(INPUT MATERIAL begins)

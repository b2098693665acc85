/// Authentication endpoints
///
/// # Endpoints
///
/// - `POST /api/auth/login` - Exchange credentials for a token
/// - `GET /api/auth/me` - Profile of the token's subject

use crate::{
    app::AppState,
    error::{ApiError, ApiResult},
};
use axum::{extract::rejection::JsonRejection, extract::State, Extension, Json};
use serde::{Deserialize, Serialize};
use taskdesk_shared::{auth::actor::Actor, models::UserDto, service::ServiceError};
use validator::Validate;

/// Login request
///
/// Missing fields deserialize as empty strings so they surface as
/// validation errors instead of body rejections.
#[derive(Debug, Default, Deserialize, Validate)]
#[serde(default)]
pub struct LoginRequest {
    #[validate(length(min = 1, message = "username is required"))]
    pub username: String,

    #[validate(length(min = 1, message = "password is required"))]
    pub password: String,
}

/// Login response
#[derive(Debug, Serialize, Deserialize)]
pub struct LoginResponse {
    /// Bearer token for subsequent requests
    pub token: String,

    /// The authenticated user
    pub user: UserDto,
}

/// Login endpoint
///
/// # Endpoint
///
/// ```text
/// POST /api/auth/login
/// Content-Type: application/json
///
/// {
///   "username": "admin",
///   "password": "Admin123!"
/// }
/// ```
///
/// # Response
///
/// ```json
/// {
///   "token": "eyJ...",
///   "user": { "id": "uuid", "username": "admin", "email": "...", "role": "Admin", "createdAt": "..." }
/// }
/// ```
///
/// # Errors
///
/// - `400 Bad Request`: Missing username or password
/// - `401 Unauthorized`: Invalid credentials
pub async fn login(
    State(state): State<AppState>,
    payload: Result<Json<LoginRequest>, JsonRejection>,
) -> ApiResult<Json<LoginResponse>> {
    let Json(req) = payload?;
    req.validate()?;

    let outcome = state.auth.login(&req.username, &req.password).await?;

    Ok(Json(LoginResponse {
        token: outcome.token,
        user: outcome.user,
    }))
}

/// Current user endpoint
///
/// # Errors
///
/// - `401 Unauthorized`: Token is invalid, or its subject no longer exists
pub async fn me(
    State(state): State<AppState>,
    Extension(actor): Extension<Actor>,
) -> ApiResult<Json<UserDto>> {
    match state.users.get(&actor, actor.user_id).await {
        Ok(user) => Ok(Json(user)),
        Err(ServiceError::NotFound(_)) => Err(ApiError::Unauthorized(
            "Token subject no longer exists".to_string(),
        )),
        Err(e) => Err(e.into()),
    }
}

(INPUT MATERIAL ends)

EXERCISE REQUIREMENTS: The lines to return are those with the string "longer" in them; copy each from the entries above.

RESULT OF THIS TASK:
/// - `401 Unauthorized`: Token is invalid, or its subject no longer exists
            "Token subject no longer exists".to_string(),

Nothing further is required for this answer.